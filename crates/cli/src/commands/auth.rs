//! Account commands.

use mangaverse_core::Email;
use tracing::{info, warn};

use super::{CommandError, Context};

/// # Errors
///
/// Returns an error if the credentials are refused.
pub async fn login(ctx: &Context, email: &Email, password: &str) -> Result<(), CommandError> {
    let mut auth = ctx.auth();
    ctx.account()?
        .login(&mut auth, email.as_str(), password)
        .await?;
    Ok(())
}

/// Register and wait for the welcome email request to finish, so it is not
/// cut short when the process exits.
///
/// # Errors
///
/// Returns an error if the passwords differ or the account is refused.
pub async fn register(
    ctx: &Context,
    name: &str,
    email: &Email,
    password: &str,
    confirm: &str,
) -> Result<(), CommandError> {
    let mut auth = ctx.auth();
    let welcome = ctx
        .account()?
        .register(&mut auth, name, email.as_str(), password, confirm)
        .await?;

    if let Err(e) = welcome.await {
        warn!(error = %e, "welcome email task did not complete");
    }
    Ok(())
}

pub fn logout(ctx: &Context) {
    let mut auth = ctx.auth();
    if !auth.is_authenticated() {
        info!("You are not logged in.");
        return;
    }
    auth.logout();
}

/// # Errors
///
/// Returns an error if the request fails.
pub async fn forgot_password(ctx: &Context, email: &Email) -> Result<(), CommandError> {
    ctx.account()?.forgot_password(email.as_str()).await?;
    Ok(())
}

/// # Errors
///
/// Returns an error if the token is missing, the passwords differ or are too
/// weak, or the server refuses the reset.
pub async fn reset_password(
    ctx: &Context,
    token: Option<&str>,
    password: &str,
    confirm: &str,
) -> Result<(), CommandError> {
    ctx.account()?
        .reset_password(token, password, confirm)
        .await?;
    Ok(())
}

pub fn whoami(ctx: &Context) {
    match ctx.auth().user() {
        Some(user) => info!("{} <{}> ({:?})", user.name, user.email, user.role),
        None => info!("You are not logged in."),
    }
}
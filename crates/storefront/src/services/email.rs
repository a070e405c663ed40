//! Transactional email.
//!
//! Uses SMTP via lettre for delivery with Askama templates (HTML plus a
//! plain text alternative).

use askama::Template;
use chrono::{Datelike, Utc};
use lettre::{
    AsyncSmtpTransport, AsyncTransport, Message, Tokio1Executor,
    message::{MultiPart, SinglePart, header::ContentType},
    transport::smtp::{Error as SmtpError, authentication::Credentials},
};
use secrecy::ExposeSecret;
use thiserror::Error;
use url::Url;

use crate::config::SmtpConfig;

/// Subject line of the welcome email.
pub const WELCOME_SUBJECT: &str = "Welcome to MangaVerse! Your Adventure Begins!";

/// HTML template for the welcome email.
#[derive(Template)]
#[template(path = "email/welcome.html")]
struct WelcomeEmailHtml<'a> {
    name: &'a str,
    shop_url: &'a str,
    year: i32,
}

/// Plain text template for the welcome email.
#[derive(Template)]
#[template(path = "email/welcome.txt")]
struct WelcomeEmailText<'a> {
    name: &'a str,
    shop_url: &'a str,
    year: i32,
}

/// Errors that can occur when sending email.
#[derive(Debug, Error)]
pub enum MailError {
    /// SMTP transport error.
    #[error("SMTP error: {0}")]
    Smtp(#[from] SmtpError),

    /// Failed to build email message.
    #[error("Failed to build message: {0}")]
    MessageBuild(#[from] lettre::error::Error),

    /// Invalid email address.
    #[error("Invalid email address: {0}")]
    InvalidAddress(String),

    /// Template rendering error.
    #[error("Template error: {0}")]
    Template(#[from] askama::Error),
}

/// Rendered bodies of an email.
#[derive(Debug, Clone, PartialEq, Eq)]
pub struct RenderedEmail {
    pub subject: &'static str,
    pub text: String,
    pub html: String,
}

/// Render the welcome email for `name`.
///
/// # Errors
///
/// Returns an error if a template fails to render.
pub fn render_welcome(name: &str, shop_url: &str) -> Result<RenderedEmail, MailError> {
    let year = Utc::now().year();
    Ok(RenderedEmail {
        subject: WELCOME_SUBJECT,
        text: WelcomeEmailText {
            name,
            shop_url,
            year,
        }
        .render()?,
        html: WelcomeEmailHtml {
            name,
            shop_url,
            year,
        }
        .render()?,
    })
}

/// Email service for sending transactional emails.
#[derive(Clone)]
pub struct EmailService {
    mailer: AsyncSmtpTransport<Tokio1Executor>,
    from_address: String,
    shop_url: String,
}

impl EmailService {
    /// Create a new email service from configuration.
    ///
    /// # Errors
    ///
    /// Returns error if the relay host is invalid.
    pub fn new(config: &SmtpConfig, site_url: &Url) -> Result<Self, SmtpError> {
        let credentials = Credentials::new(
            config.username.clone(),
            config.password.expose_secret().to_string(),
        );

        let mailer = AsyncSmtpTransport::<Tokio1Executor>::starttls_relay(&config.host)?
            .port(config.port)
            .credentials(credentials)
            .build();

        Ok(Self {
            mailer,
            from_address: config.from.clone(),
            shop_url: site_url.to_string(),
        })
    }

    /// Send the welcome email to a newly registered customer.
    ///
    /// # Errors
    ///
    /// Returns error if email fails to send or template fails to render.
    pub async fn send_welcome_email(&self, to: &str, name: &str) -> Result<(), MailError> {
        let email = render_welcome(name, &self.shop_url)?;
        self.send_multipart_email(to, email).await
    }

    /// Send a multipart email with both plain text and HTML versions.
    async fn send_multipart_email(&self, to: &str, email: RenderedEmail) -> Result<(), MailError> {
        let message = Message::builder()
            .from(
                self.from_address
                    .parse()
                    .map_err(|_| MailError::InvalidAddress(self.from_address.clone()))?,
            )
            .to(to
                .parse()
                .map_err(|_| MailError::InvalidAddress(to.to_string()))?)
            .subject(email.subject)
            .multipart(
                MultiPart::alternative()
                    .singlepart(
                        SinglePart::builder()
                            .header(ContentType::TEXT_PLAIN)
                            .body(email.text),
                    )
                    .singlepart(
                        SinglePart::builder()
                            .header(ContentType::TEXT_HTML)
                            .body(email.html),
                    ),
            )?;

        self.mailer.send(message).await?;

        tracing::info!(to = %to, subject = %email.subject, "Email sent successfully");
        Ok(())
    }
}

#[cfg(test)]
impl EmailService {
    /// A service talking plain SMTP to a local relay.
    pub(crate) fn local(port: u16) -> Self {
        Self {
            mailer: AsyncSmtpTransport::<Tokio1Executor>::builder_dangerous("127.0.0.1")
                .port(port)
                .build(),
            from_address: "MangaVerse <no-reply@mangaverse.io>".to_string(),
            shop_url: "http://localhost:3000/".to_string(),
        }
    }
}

==========

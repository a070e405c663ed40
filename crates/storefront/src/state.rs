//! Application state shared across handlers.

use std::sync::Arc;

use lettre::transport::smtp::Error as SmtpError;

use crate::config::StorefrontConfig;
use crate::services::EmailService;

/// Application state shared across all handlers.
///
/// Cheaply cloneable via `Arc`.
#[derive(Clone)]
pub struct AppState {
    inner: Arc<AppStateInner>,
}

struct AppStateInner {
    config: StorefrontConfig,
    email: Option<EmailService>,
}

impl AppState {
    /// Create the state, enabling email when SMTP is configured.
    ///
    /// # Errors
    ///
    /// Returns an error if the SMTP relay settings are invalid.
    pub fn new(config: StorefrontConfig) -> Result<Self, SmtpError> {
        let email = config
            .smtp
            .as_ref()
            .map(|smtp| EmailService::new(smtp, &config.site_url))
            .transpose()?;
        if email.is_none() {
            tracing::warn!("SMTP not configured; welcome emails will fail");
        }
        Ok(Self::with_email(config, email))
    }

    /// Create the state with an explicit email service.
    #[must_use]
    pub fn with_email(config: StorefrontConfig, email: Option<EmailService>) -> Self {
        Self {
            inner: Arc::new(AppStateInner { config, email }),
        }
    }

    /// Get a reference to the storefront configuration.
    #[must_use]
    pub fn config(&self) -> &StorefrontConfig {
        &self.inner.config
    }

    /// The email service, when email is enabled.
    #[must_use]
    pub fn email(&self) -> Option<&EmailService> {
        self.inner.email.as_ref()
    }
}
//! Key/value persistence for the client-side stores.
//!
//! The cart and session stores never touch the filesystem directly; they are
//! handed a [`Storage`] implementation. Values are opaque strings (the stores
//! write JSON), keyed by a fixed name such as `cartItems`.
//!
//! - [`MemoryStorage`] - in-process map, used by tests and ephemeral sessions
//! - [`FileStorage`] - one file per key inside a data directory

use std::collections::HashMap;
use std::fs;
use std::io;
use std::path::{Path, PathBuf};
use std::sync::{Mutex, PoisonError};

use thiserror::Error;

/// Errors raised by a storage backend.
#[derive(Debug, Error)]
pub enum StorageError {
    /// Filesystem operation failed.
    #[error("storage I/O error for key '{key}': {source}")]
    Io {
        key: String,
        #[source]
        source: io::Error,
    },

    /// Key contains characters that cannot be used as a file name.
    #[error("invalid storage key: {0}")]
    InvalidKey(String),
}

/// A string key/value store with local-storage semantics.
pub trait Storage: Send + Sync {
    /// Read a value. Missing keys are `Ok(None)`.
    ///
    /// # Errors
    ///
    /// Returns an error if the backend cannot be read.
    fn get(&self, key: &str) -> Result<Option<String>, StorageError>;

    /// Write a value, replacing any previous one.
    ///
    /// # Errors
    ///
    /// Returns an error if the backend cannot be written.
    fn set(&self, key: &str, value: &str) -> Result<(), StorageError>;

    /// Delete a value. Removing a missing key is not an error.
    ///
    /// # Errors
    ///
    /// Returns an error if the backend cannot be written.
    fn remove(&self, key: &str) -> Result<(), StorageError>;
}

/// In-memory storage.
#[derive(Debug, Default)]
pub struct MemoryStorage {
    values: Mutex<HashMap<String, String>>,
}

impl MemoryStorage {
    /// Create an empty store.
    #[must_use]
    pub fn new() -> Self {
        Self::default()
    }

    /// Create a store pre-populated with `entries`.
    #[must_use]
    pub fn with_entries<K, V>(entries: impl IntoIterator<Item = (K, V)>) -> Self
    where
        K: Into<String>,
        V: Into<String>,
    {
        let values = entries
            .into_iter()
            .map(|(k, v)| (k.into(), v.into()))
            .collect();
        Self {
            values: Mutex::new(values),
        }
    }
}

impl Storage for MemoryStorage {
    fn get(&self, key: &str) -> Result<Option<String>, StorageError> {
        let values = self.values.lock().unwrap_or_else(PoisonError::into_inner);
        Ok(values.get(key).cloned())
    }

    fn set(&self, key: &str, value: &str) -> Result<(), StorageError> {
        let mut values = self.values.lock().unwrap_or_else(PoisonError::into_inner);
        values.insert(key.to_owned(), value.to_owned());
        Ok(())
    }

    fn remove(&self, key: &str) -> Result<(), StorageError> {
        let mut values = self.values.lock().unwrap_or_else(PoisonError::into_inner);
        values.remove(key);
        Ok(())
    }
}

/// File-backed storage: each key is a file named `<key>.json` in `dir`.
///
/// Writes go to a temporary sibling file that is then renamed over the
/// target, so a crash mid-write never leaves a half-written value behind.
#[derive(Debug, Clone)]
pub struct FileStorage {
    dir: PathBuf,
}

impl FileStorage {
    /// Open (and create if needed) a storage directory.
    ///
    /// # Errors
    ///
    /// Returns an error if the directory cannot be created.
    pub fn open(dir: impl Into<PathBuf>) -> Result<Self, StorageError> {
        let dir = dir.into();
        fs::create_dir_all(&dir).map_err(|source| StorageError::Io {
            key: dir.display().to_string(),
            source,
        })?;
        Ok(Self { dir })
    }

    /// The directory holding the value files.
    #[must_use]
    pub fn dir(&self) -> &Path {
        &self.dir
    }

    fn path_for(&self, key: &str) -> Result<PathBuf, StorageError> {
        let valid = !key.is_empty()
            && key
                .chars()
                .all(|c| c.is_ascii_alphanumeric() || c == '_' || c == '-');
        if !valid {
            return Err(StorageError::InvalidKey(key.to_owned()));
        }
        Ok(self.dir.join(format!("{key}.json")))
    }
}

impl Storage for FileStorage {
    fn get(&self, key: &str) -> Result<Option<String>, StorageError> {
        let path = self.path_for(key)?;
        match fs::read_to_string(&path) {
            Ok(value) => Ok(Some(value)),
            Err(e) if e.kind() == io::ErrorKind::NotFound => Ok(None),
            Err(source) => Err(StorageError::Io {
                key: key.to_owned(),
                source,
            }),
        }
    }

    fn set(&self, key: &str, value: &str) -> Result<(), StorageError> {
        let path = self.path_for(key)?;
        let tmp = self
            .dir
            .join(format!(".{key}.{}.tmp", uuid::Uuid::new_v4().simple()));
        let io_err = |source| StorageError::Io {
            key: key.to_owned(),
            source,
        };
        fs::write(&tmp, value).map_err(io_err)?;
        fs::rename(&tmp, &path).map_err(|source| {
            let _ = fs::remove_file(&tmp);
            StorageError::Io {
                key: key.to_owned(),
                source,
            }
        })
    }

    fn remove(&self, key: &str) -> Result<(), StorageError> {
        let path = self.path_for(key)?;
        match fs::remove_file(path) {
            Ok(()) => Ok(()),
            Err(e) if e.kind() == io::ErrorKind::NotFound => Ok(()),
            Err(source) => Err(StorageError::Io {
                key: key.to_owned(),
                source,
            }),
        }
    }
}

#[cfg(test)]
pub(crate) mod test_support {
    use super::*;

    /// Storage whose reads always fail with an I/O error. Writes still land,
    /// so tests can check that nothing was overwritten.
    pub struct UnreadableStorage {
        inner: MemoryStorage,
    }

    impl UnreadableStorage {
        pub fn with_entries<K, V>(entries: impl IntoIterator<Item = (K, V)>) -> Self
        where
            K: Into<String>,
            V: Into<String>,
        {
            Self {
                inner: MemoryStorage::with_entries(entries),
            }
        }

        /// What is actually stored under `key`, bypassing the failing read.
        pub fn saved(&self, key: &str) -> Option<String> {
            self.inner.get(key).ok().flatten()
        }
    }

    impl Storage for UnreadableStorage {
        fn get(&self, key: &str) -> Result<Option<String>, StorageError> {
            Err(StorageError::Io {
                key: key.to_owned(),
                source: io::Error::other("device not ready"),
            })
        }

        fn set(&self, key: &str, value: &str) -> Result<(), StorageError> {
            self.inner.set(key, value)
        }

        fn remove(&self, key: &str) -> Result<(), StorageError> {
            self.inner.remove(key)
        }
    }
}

==========

Brief: All lines above that contain the word "Debug" are to be copied.

Task answer:
#[derive(Debug, Error)]
#[derive(Debug, Clone, PartialEq, Eq)]
#[derive(Debug, Error)]
#[derive(Debug, Default)]
#[derive(Debug, Clone)]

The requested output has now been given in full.